If your finance team has been told that "real" AI tooling means SaaS-only and a single model provider, that advice is out of date. The shape of the deployment is now a choice. Make it on your terms.
Frequently asked
- Is on-prem AI actually viable for finance teams in 2026?
- Yes — and for regulated teams (banks, insurers, healthcare finance, public sector) it is increasingly the only credible posture. The combination of open-weights frontier models, MicroVM agent sandboxes, and VPC-native control planes has closed the gaps that used to force a managed-cloud trade-off.

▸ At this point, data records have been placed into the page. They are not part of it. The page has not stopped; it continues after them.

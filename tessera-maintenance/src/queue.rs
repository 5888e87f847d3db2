//! Repair queue
//!
//! Jobs are keyed by segment and drained worst health ratio first, oldest
//! first among equals. Enqueueing a segment that is already queued replaces
//! its job. Two implementations:
//! - [`MemoryRepairQueue`]: binary heap woken through `Notify`
//! - [`PostgresRepairQueue`]: `repair_queue` table drained with `SKIP LOCKED`

use async_trait::async_trait;
use chrono::{DateTime, Utc};
use metrics::gauge;
use parking_lot::Mutex;
use sqlx::postgres::PgPool;
use std::cmp::Ordering;
use std::collections::{BinaryHeap, HashMap};
use std::time::Duration;
use tessera_core::{SegmentId, SegmentPosition, StreamId};
use thiserror::Error;
use tokio::sync::Notify;
use tokio_util::sync::CancellationToken;
use tracing::{debug, instrument};
use uuid::Uuid;

/// Queue errors
#[derive(Error, Debug)]
pub enum QueueError {
    #[error("Database error: {0}")]
    Database(sqlx::Error),

    #[error("Repair queue unavailable: {0}")]
    Unavailable(String),

    #[error("Invalid queue entry: {0}")]
    Invalid(String),
}

impl QueueError {
    pub fn is_fatal(&self) -> bool {
        matches!(self, Self::Unavailable(_))
    }
}

impl From<sqlx::Error> for QueueError {
    fn from(err: sqlx::Error) -> Self {
        match err {
            sqlx::Error::PoolTimedOut
            | sqlx::Error::PoolClosed
            | sqlx::Error::Io(_)
            | sqlx::Error::Tls(_)
            | sqlx::Error::Configuration(_) => QueueError::Unavailable(err.to_string()),
            other => QueueError::Database(other),
        }
    }
}

pub type Result<T> = std::result::Result<T, QueueError>;

/// A segment waiting for repair
#[derive(Debug, Clone, PartialEq)]
pub struct RepairJob {
    pub segment_id: SegmentId,
    /// Healthy pieces divided by required pieces at detection time
    pub health_ratio: f64,
    pub queued_at: DateTime<Utc>,
    pub attempts: u32,
}

impl RepairJob {
    pub fn new(segment_id: SegmentId, health_ratio: f64) -> Self {
        Self {
            segment_id,
            health_ratio,
            queued_at: Utc::now(),
            attempts: 0,
        }
    }

    /// The job to re-insert after a failed attempt
    pub fn retry(&self) -> Self {
        Self {
            segment_id: self.segment_id,
            health_ratio: self.health_ratio,
            queued_at: Utc::now(),
            attempts: self.attempts + 1,
        }
    }
}

/// Priority queue of segments to repair
#[async_trait]
pub trait RepairQueue: Send + Sync {
    /// Insert a job, replacing any queued job for the same segment
    async fn enqueue(&self, job: RepairJob) -> Result<()>;

    /// Remove and return the highest-priority job
    async fn dequeue(&self) -> Result<Option<RepairJob>>;

    async fn len(&self) -> Result<usize>;

    /// Delay between dequeue attempts while waiting in [`RepairQueue::next`]
    fn poll_interval(&self) -> Duration {
        Duration::from_millis(500)
    }

    /// Wait for a job; `None` once `cancel` fires
    async fn next(&self, cancel: &CancellationToken) -> Result<Option<RepairJob>> {
        loop {
            if cancel.is_cancelled() {
                return Ok(None);
            }
            if let Some(job) = self.dequeue().await? {
                return Ok(Some(job));
            }
            tokio::select! {
                _ = cancel.cancelled() => return Ok(None),
                _ = tokio::time::sleep(self.poll_interval()) => {}
            }
        }
    }
}

// =============================================================================
// IN-MEMORY QUEUE
// =============================================================================

/// Heap entry; stale once the segment is re-enqueued with a newer generation
#[derive(Debug)]
struct Entry {
    health_ratio: f64,
    queued_at: DateTime<Utc>,
    generation: u64,
    segment_id: SegmentId,
}

impl PartialEq for Entry {
    fn eq(&self, other: &Self) -> bool {
        self.cmp(other) == Ordering::Equal
    }
}

impl Eq for Entry {}

impl PartialOrd for Entry {
    fn partial_cmp(&self, other: &Self) -> Option<Ordering> {
        Some(self.cmp(other))
    }
}

impl Ord for Entry {
    // Reversed so the max-heap pops the lowest ratio, then the oldest job
    fn cmp(&self, other: &Self) -> Ordering {
        other
            .health_ratio
            .total_cmp(&self.health_ratio)
            .then_with(|| other.queued_at.cmp(&self.queued_at))
            .then_with(|| other.generation.cmp(&self.generation))
    }
}

#[derive(Default)]
struct QueueState {
    heap: BinaryHeap<Entry>,
    jobs: HashMap<SegmentId, (u64, RepairJob)>,
    next_generation: u64,
}

/// In-process repair queue
#[derive(Default)]
pub struct MemoryRepairQueue {
    state: Mutex<QueueState>,
    notify: Notify,
}

impl MemoryRepairQueue {
    pub fn new() -> Self {
        Self::default()
    }

    fn pop(&self) -> Option<RepairJob> {
        let mut state = self.state.lock();
        while let Some(entry) = state.heap.pop() {
            let current = state
                .jobs
                .get(&entry.segment_id)
                .is_some_and(|(generation, _)| *generation == entry.generation);
            if current {
                let job = state.jobs.remove(&entry.segment_id).map(|(_, job)| job);
                gauge!("repair_queue_length").set(state.jobs.len() as f64);
                return job;
            }
        }
        None
    }
}

#[async_trait]
impl RepairQueue for MemoryRepairQueue {
    async fn enqueue(&self, job: RepairJob) -> Result<()> {
        if job.health_ratio.is_nan() {
            return Err(QueueError::Invalid(format!(
                "health ratio of {} is NaN",
                job.segment_id
            )));
        }
        {
            let mut state = self.state.lock();
            let generation = state.next_generation;
            state.next_generation += 1;
            state.heap.push(Entry {
                health_ratio: job.health_ratio,
                queued_at: job.queued_at,
                generation,
                segment_id: job.segment_id,
            });
            state.jobs.insert(job.segment_id, (generation, job));
            gauge!("repair_queue_length").set(state.jobs.len() as f64);
        }
        self.notify.notify_one();
        Ok(())
    }

    async fn dequeue(&self) -> Result<Option<RepairJob>> {
        Ok(self.pop())
    }

    async fn len(&self) -> Result<usize> {
        Ok(self.state.lock().jobs.len())
    }

    async fn next(&self, cancel: &CancellationToken) -> Result<Option<RepairJob>> {
        loop {
            let notified = self.notify.notified();
            tokio::pin!(notified);
            notified.as_mut().enable();

            if cancel.is_cancelled() {
                return Ok(None);
            }
            if let Some(job) = self.pop() {
                return Ok(Some(job));
            }

            tokio::select! {
                _ = cancel.cancelled() => return Ok(None),
                _ = &mut notified => {}
            }
        }
    }
}

// =============================================================================
// POSTGRES QUEUE
// =============================================================================

#[derive(sqlx::FromRow)]
struct JobRow {
    stream_id: Uuid,
    position: i64,
    health_ratio: f64,
    queued_at: DateTime<Utc>,
    attempts: i32,
}

impl JobRow {
    fn into_job(self) -> Result<RepairJob> {
        let attempts = u32::try_from(self.attempts)
            .map_err(|_| QueueError::Invalid(format!("negative attempts {}", self.attempts)))?;
        Ok(RepairJob {
            segment_id: SegmentId::new(
                StreamId::from_uuid(self.stream_id),
                SegmentPosition::decode(self.position as u64),
            ),
            health_ratio: self.health_ratio,
            queued_at: self.queued_at,
            attempts,
        })
    }
}

/// Durable repair queue in the `repair_queue` table
#[derive(Clone)]
pub struct PostgresRepairQueue {
    pool: PgPool,
    poll_interval: Duration,
}

impl PostgresRepairQueue {
    pub fn new(pool: PgPool, poll_interval: Duration) -> Self {
        Self {
            pool,
            poll_interval,
        }
    }

    /// Refresh the length gauge after a change that already succeeded
    async fn refresh_length(&self) {
        if let Err(e) = self.len().await {
            debug!(error = %e, "Repair queue length not refreshed");
        }
    }
}

#[async_trait]
impl RepairQueue for PostgresRepairQueue {
    #[instrument(skip(self, job), fields(segment = %job.segment_id, attempts = job.attempts))]
    async fn enqueue(&self, job: RepairJob) -> Result<()> {
        sqlx::query(
            r#"
            INSERT INTO repair_queue (stream_id, position, health_ratio, queued_at, attempts)
            VALUES ($1, $2, $3, $4, $5)
            ON CONFLICT (stream_id, position) DO UPDATE
            SET health_ratio = EXCLUDED.health_ratio,
                queued_at = EXCLUDED.queued_at,
                attempts = EXCLUDED.attempts
            "#,
        )
        .bind(job.segment_id.stream_id.as_uuid())
        .bind(job.segment_id.position.encode() as i64)
        .bind(job.health_ratio)
        .bind(job.queued_at)
        .bind(job.attempts as i32)
        .execute(&self.pool)
        .await?;
        self.refresh_length().await;
        Ok(())
    }

    async fn dequeue(&self) -> Result<Option<RepairJob>> {
        let row = sqlx::query_as::<_, JobRow>(
            r#"
            DELETE FROM repair_queue
            WHERE (stream_id, position) = (
                SELECT stream_id, position FROM repair_queue
                ORDER BY health_ratio, queued_at
                LIMIT 1
                FOR UPDATE SKIP LOCKED
            )
            RETURNING stream_id, position, health_ratio, queued_at, attempts
            "#,
        )
        .fetch_optional(&self.pool)
        .await?;

        let job = row.map(JobRow::into_job).transpose()?;
        if let Some(job) = &job {
            debug!(segment = %job.segment_id, attempts = job.attempts, "Dequeued repair job");
            self.refresh_length().await;
        }
        Ok(job)
    }

    async fn len(&self) -> Result<usize> {
        let count: i64 = sqlx::query_scalar("SELECT COUNT(*) FROM repair_queue")
            .fetch_one(&self.pool)
            .await?;
        gauge!("repair_queue_length").set(count as f64);
        Ok(count.max(0) as usize)
    }

    fn poll_interval(&self) -> Duration {
        self.poll_interval
    }
}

- What's the difference between VPC and on-prem deployment?
- VPC means the AI runtime sits inside the customer's cloud account (AWS, Azure, GCP) — same trust boundary as the rest of their data. On-prem means it sits inside the customer's physical or private-cloud network with no public-cloud dependency. Both collapse the three-trust-boundary problem of managed SaaS AI down to one.
- Where do you start — read-only or full automation?
- Always read-only first. Phase one is read-only connectors against existing systems (warehouse, ledger, CRM); phase two adds governed write capabilities per skill with audit and approval; phase three brings in self-hosted open-weights models for the workloads that need to stay fully inside the perimeter. Each phase ships independently and clears its own compliance review.